[Supplied entries Boundary: Start]

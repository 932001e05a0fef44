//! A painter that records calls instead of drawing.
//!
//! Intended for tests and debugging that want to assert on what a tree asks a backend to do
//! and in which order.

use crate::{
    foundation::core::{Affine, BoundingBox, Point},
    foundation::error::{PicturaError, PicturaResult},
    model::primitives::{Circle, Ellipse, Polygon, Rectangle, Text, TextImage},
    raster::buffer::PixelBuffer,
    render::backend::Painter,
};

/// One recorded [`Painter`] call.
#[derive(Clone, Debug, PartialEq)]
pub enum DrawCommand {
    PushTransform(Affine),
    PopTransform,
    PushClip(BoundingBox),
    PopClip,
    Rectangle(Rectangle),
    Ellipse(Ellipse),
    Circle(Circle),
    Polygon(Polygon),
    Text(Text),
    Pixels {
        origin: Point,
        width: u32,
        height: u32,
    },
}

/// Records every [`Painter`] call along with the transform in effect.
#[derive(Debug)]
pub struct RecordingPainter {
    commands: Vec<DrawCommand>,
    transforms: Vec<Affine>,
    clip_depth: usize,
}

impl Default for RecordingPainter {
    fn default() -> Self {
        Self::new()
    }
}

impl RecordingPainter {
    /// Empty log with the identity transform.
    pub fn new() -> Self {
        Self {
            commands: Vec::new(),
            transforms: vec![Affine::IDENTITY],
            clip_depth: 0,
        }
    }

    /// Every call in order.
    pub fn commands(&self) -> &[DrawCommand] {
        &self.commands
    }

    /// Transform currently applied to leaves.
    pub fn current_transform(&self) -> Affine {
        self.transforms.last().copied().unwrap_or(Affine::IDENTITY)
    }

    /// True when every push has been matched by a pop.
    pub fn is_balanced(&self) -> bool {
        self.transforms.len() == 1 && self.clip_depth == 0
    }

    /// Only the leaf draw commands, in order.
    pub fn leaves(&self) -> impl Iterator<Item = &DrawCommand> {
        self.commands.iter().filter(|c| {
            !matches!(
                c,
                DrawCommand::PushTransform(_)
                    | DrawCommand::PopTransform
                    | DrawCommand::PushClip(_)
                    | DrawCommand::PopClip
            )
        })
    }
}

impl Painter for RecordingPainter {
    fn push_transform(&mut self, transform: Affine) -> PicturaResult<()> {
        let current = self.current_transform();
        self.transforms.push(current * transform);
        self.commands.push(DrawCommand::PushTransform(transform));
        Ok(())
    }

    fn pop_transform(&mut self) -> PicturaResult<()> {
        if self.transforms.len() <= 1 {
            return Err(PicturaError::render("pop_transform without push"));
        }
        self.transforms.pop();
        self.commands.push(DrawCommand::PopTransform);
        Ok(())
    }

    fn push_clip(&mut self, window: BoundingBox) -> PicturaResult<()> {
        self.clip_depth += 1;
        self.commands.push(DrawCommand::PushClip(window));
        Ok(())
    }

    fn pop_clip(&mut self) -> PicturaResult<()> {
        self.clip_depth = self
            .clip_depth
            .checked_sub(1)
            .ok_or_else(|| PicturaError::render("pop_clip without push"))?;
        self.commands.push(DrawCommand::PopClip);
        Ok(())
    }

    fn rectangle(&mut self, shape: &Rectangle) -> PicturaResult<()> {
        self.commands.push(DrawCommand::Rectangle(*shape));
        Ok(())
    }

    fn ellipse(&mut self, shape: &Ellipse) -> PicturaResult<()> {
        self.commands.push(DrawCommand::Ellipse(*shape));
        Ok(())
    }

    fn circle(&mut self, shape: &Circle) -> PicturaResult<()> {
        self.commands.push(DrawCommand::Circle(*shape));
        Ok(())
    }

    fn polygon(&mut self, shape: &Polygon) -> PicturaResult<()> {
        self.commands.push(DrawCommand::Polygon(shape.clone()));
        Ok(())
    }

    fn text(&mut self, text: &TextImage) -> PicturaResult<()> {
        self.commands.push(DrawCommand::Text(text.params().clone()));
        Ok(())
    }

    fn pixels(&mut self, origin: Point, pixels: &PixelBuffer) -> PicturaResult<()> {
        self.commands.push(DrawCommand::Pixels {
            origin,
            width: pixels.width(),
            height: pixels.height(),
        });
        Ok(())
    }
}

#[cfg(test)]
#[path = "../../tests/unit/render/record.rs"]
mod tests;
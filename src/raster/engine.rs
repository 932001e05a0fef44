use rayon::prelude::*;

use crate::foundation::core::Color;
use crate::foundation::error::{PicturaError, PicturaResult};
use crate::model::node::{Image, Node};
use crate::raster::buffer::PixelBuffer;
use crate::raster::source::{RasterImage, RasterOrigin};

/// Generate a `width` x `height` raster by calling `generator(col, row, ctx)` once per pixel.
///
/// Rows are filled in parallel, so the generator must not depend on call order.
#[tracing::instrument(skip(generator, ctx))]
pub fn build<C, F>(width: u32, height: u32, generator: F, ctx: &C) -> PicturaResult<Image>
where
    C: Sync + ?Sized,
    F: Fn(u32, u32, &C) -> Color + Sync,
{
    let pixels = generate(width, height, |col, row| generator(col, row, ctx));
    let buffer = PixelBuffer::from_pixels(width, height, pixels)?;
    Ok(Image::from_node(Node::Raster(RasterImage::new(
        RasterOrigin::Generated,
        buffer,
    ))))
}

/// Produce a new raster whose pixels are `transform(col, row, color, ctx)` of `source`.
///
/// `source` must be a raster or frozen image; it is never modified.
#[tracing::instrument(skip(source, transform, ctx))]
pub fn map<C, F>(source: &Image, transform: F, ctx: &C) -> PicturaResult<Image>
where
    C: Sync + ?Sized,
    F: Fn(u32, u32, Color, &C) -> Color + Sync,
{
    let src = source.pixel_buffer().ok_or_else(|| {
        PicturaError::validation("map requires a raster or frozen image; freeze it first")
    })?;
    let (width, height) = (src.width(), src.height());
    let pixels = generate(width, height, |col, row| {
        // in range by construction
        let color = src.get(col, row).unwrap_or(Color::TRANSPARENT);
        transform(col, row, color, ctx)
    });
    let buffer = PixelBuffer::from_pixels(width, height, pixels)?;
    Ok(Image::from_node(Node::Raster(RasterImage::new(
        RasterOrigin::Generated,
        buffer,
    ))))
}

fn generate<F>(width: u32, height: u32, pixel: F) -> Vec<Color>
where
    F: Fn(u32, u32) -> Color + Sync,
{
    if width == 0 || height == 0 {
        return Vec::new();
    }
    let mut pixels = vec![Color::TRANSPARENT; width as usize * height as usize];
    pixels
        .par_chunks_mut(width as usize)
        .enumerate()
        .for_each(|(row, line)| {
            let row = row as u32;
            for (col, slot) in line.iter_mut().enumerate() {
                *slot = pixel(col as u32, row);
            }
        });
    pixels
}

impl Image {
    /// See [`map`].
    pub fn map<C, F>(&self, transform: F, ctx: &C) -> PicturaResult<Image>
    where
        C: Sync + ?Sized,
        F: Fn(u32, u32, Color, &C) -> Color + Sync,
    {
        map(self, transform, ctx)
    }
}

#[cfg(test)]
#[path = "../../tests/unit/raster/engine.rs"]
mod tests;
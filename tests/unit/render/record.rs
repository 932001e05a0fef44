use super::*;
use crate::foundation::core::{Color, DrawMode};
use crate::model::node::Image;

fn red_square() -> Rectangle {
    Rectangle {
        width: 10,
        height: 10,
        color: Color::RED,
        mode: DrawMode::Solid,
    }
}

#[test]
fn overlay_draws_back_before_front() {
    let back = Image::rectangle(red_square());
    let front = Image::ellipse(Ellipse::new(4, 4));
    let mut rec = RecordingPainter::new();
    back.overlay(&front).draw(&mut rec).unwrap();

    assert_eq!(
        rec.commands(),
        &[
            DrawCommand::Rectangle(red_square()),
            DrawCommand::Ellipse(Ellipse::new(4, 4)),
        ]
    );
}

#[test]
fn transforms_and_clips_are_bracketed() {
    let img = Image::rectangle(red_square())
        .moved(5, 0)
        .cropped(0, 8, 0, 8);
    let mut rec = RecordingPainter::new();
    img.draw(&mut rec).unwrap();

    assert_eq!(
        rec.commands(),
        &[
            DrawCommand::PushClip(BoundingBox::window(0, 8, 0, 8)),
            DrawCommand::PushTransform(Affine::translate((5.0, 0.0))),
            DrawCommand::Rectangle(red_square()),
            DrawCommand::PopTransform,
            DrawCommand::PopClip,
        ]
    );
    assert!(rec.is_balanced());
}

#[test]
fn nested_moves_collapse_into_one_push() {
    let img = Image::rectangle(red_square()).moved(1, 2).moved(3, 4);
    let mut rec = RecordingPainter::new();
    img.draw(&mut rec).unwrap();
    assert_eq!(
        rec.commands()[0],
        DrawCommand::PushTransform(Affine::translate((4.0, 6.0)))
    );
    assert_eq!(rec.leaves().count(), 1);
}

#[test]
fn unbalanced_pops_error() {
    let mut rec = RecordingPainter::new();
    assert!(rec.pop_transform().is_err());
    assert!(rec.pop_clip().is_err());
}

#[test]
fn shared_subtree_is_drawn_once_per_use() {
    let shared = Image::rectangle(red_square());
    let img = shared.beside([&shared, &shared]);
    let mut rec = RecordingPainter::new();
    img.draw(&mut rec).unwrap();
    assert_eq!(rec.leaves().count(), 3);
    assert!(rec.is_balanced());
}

[Supplied entries Boundary: End]

== Brief ==
Copy out, from the data above, every line holding the word "engine".

== The completed task ==
filename src/raster/engine.rs
#[path = "../../tests/unit/raster/engine.rs"]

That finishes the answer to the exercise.